Ayrılık herkesin kapısını çalar birgün
Dağlar kararırken ya da günün eşiğinde
Onlar, saz kırıp şiir yakanlar
İçlerinde gezinen kederi bir türküyle
Bastırmak isterlerse derinden ve sessiz
Çalmazlar mı duvarlara kirli bedenlerini ?..

Kimse temizim demesin, kimse
Bütün bir ülke odun taşıdı Behçet'in yangınına...
Onlar, secdesi küf kıblesi korku olanlar
Onlar birgün ölüm menevişlenince içlerinde
Tütmez mi kirpiklerinde 'dumanı lekesiz biri' ?..
 
Şükrü Erbaş

Biz Neden Başkalarını Sevemiyoruz
Gümüşün ustalarını bitirdik
Ahşap konakların oymalı dolapların
Üzümün camın kesme taşın ustalarını...
Akik kehribar yakut ve lal
İşleyip incecik dünyayı parmaklarıyla
Hantal düzlüğümüze köpük köpük
Pencereler açan ustalarını
Işığın, sevginin ve iyiliğin
Bitirdik bir bir hünerleriyle boğarak...

Uçurumların türküsünde şimdi sıra
Dorukların karında, çimenlerin sütünde...
Fırat'ı yasaklayıp Dicle'yi susturarak
Tütün peynir yün ve pirinci
Gömerek ağır toplarla toprağa;
Kıl cecim savatlı düş rüzgârlı poşu
Bin yıldır kendi yurdunda konuk
Bin yıldır göçer iki zulüm arasında
Akıl almaz bir yaşama ustası
Koca bir halkta şimdi sıra...

Narcissusun aynasında yalnız kendi suretimiz
Biz neden başkalarını sevemiyoruz...
 
Şükrü Erbaş

Tutuşmak Üzere Yeniden
Sızıyor sessizce kendi derinine
Çıkışını bulamayan sular.
İnsan aynı türküyü aynı içtenlikle
Söyleyemiyor ki uzun zaman
Böyle karşılıksız yankısız
Değişiyor usul usul eski duygular.

Biliyor musun kalbim artık
Bir kuş gibi çırpınarak pencere önlerinde
Titrek kanatlarıyla umudun
Düşmüyor bekleyişin hayal camlarına
Gelmene yakın saatlerde.

Hayat dolduruyor hey boşluğu kendince
Bir başka başlangıçla
Tutuşmak üzere yeniden
Pembe üflemeleriyle bir 
ince soluğun 

Soğuyor acılar bile..
 
Şükrü Erbaş

22 Mayıs 2012 Salı


Fotografium Nikon D3200 Profesyonel Fotoğraf Makinesi Hediye Ediyor.
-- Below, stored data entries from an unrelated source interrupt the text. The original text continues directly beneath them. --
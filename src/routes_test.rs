use super::*;
use crate::authoring::ValidationErrors;
use crate::identity::{IdentityError, StaticIdentityDirectory};
use crate::state::Phase;
use crate::state::test_helpers::{self, FixedProbe};
use crate::store::RemoteSpaceStore;
use crate::store::memory::InMemorySpaceStore;

const MAP_URL: &str = "https://img.test/map.jpg";

fn test_state() -> (Arc<InMemorySpaceStore>, AppState) {
    let store = Arc::new(InMemorySpaceStore::new());
    let identity = Arc::new(StaticIdentityDirectory::new("agent-me", "Zippy", "https://img.test/me.jpg"));
    let probe = Arc::new(FixedProbe::new(&[(MAP_URL, 1024.0, 768.0)]));
    let controller = WhereController::new(store.clone(), identity, probe, "https://img.test/me.jpg");
    (store, AppState::new(Arc::new(controller)))
}

async fn error_json(err: ApiError) -> (StatusCode, serde_json::Value) {
    let response = err.into_response();
    let status = response.status();
    let bytes = axum::body::to_bytes(response.into_body(), usize::MAX).await.unwrap();
    (status, serde_json::from_slice(&bytes).unwrap())
}

// =========================================================================
// STATUS MAPPING
// =========================================================================

#[test]
fn controller_error_to_status_maps_not_found() {
    let err = ControllerError::Registry(RegistryError::NotFound("k".into()));
    assert_eq!(controller_error_to_status(&err), StatusCode::NOT_FOUND);
    let err = ControllerError::Store(StoreError::SpaceNotFound("k".into()));
    assert_eq!(controller_error_to_status(&err), StatusCode::NOT_FOUND);
}

#[test]
fn controller_error_to_status_maps_validation() {
    let err = ControllerError::Validation(ValidationErrors { name: None, image: None });
    assert_eq!(controller_error_to_status(&err), StatusCode::UNPROCESSABLE_ENTITY);
    let err = ControllerError::Store(StoreError::InvalidSpec("bad".into()));
    assert_eq!(controller_error_to_status(&err), StatusCode::UNPROCESSABLE_ENTITY);
}

#[test]
fn controller_error_to_status_maps_unavailable() {
    let err = ControllerError::Store(StoreError::BackendUnavailable("down".into()));
    assert_eq!(controller_error_to_status(&err), StatusCode::SERVICE_UNAVAILABLE);
    let err = ControllerError::Identity(IdentityError::Unavailable("down".into()));
    assert_eq!(controller_error_to_status(&err), StatusCode::SERVICE_UNAVAILABLE);
}

#[test]
fn controller_error_to_status_maps_bad_request() {
    let err = ControllerError::Registry(RegistryError::InvalidZoom(-1.0));
    assert_eq!(controller_error_to_status(&err), StatusCode::BAD_REQUEST);
    assert_eq!(controller_error_to_status(&ControllerError::NoCurrentSpace), StatusCode::BAD_REQUEST);
}

#[tokio::test]
async fn api_error_body_carries_code_and_retryable() {
    let (status, body) = error_json(ApiError(ControllerError::Store(StoreError::BackendUnavailable("down".into())))).await;
    assert_eq!(status, StatusCode::SERVICE_UNAVAILABLE);
    assert_eq!(body["code"], "E_BACKEND_UNAVAILABLE");
    assert_eq!(body["retryable"], true);
    assert!(body.get("details").is_none());
}

#[test]
fn router_builds() {
    let (_, state) = test_state();
    let _router = app(state);
}

// =========================================================================
// HANDLERS
// =========================================================================

#[tokio::test]
async fn view_bootstraps_empty_store() {
    let (store, state) = test_state();

    let Json(view) = view(State(state.clone())).await;

    assert_eq!(view.phase, Phase::Ready);
    assert_eq!(view.spaces.len(), crate::seed::SEED_SPACES.len());
    assert!(view.current_space.is_some());
    assert_eq!(store.create_calls(), crate::seed::SEED_SPACES.len());
}

#[tokio::test]
async fn view_survives_failed_first_load() {
    let (store, state) = test_state();
    store.set_offline(true);

    let Json(view) = view(State(state)).await;

    assert_eq!(view.phase, Phase::Uninitialized);
    assert!(view.spaces.is_empty());
}

#[tokio::test]
async fn select_unknown_space_is_404() {
    let (_, state) = test_state();

    let err = select_space(State(state), Json(SelectSpaceBody { key: "ghost".into() }))
        .await
        .unwrap_err();

    let (status, body) = error_json(err).await;
    assert_eq!(status, StatusCode::NOT_FOUND);
    assert_eq!(body["code"], "E_SPACE_NOT_FOUND");
}

#[tokio::test]
async fn select_known_space_returns_view() {
    let (store, state) = test_state();
    let (key, _) = store.create_space(test_helpers::dummy_space("alpha")).await.unwrap();
    store.create_space(test_helpers::dummy_space("beta")).await.unwrap();

    let Json(view) = select_space(State(state), Json(SelectSpaceBody { key: key.clone() }))
        .await
        .unwrap();

    assert_eq!(view.current_space_key, Some(key));
    assert_eq!(view.current_space.map(|s| s.name), Some("alpha".to_owned()));
}

#[tokio::test]
async fn zoom_reports_factor_and_percent() {
    let (_, state) = test_state();

    let Json(zoom) = adjust_zoom(State(state.clone()), Json(ZoomBody { delta: 0.1 })).await.unwrap();
    assert_eq!(zoom.zoom_percent, 110);

    let Json(zoom) = adjust_zoom(State(state), Json(ZoomBody { delta: -0.1 })).await.unwrap();
    assert!((zoom.zoom - 1.0).abs() < 1e-9);
    assert_eq!(zoom.zoom_percent, 100);
}

#[tokio::test]
async fn refresh_reports_count() {
    let (store, state) = test_state();
    store.create_space(test_helpers::dummy_space("alpha")).await.unwrap();

    let Json(resp) = refresh(State(state.clone())).await.unwrap();
    assert_eq!(resp.count, 1);

    store.create_space(test_helpers::dummy_space("beta")).await.unwrap();
    let Json(resp) = refresh(State(state)).await.unwrap();
    assert_eq!(resp.count, 2);
}

#[tokio::test]
async fn create_space_validates_before_submitting() {
    let (store, state) = test_state();
    store.create_space(test_helpers::dummy_space("alpha")).await.unwrap();

    let body = CreateSpaceBody { name: "ab".into(), image_url: "https://img.test/missing.jpg".into(), multi: false };
    let err = create_space(State(state), Json(body)).await.unwrap_err();

    let (status, body) = error_json(err).await;
    assert_eq!(status, StatusCode::UNPROCESSABLE_ENTITY);
    assert_eq!(body["code"], "E_VALIDATION");
    assert_eq!(body["details"]["name"]["kind"], "too_short");
    assert_eq!(body["details"]["image"], "unreachable");
    assert_eq!(store.create_calls(), 1);
}

#[tokio::test]
async fn create_space_selects_new_space() {
    let (store, state) = test_state();
    store.create_space(test_helpers::dummy_space("alpha")).await.unwrap();

    let body = CreateSpaceBody { name: "Atlas".into(), image_url: MAP_URL.into(), multi: true };
    let (status, Json(created)) = create_space(State(state.clone()), Json(body)).await.unwrap();

    assert_eq!(status, StatusCode::CREATED);
    let view = state.controller.view().await;
    assert_eq!(view.current_space_key, Some(created.key));
    let space = view.current_space.unwrap();
    assert_eq!(space.surface.url, MAP_URL);
    assert!(space.allows_multiple_wheres());
}

#[tokio::test]
async fn place_and_remove_where() {
    let (store, state) = test_state();
    let (key, _) = store.create_space(test_helpers::dummy_multi_space("multi")).await.unwrap();

    let body = PlaceWhereBody { x: 10.0, y: 20.0, meta: Meta::new() };
    let (status, Json(placed)) = place_where(State(state.clone()), Path(key.clone()), Json(body))
        .await
        .unwrap();
    assert_eq!(status, StatusCode::CREATED);
    assert_eq!(state.controller.space(&key).await.unwrap().wheres.len(), 1);

    let status = remove_where(State(state.clone()), Path((key.clone(), placed.hash)))
        .await
        .unwrap();
    assert_eq!(status, StatusCode::NO_CONTENT);
    assert!(state.controller.space(&key).await.unwrap().wheres.is_empty());
}

#[tokio::test]
async fn command_routes_report_unavailable_store() {
    let (store, state) = test_state();
    store.set_offline(true);

    let err = refresh(State(state)).await.unwrap_err();
    let (status, body) = error_json(err).await;
    assert_eq!(status, StatusCode::SERVICE_UNAVAILABLE);
    assert_eq!(body["retryable"], true);
}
Siz de katılın Nikon D3200Lowepro Çanta (DSLR Video Fastpack 250 AW Sırt Çantası) ve Slik Tripod (Slik 500DX Tripod) kazanma şansı elde edin.
http://goo.gl/ciXjD?ref=1019 adresini ziyaret ederek detaylı bilgi alabilirsiniz.

20 Mayıs 2012 Pazar

"sevgilim, diyorum, oysa kimsecikler yok yanımda
bilmiyorum kime sevgilim dediğimi
bildiğim bir şey varsa
o kadar yeni bir anlamda söylüyorum ki bu kelimeyi
unutup birden zamanı ve yeri
onunla bir günü kutluyorum coşarak
onunla bir günü kutluyoruz sanki."

Başka-Kendilerimiz İle Kendi-Başkalarımız Ve Kendi-Başkalarımız İle Başka-Kendilerimiz Arasından
BAŞKA-KENDİLERİMİZ İLE
KENDİ-BAŞKALARIMIZ VE
KENDİ-BAŞKALARIMIZ İLE
BAŞKA-KENDİLERİMİZ ARASINDAN


“Akıllı olduğunu düşünemeyecek kadar akıllı
Deli olduğu düşünülmeyecek kadar deli’nin
niçindenliğini bilmediği sıkıntısı geçiyor

Uyanmak, bir akşam bir adamı yatağından kaldıracak.
Adamın gözleri adama uyanışı anlatacak.
Gözleri gel gel diyecek.
Doğrulmak adamı kucağına alacak.
Adımın birincisi ayağına sarılacak.İkinci adım birincisinin içinden doğacak.
Adımlar ana-oğul babasız sıralanacak.
Adamın gözleri adama bak bak deyecek.
Pencere adamın gözlerini kuşatacak,
Bakışlarını caddeye serecek
Görüşleri yayılacak.
Caddede insanlar gezinecek.
Oda bu sırada işe karışacak,
Adamı dışına çıkaracak.
Çıkmak öbür fiillere komutan çıkacak,
Merdivenlere indir komutunu verecek.
Merdivenler onu bir kapıya itecek.
Kapıya açıl komutu gelecek.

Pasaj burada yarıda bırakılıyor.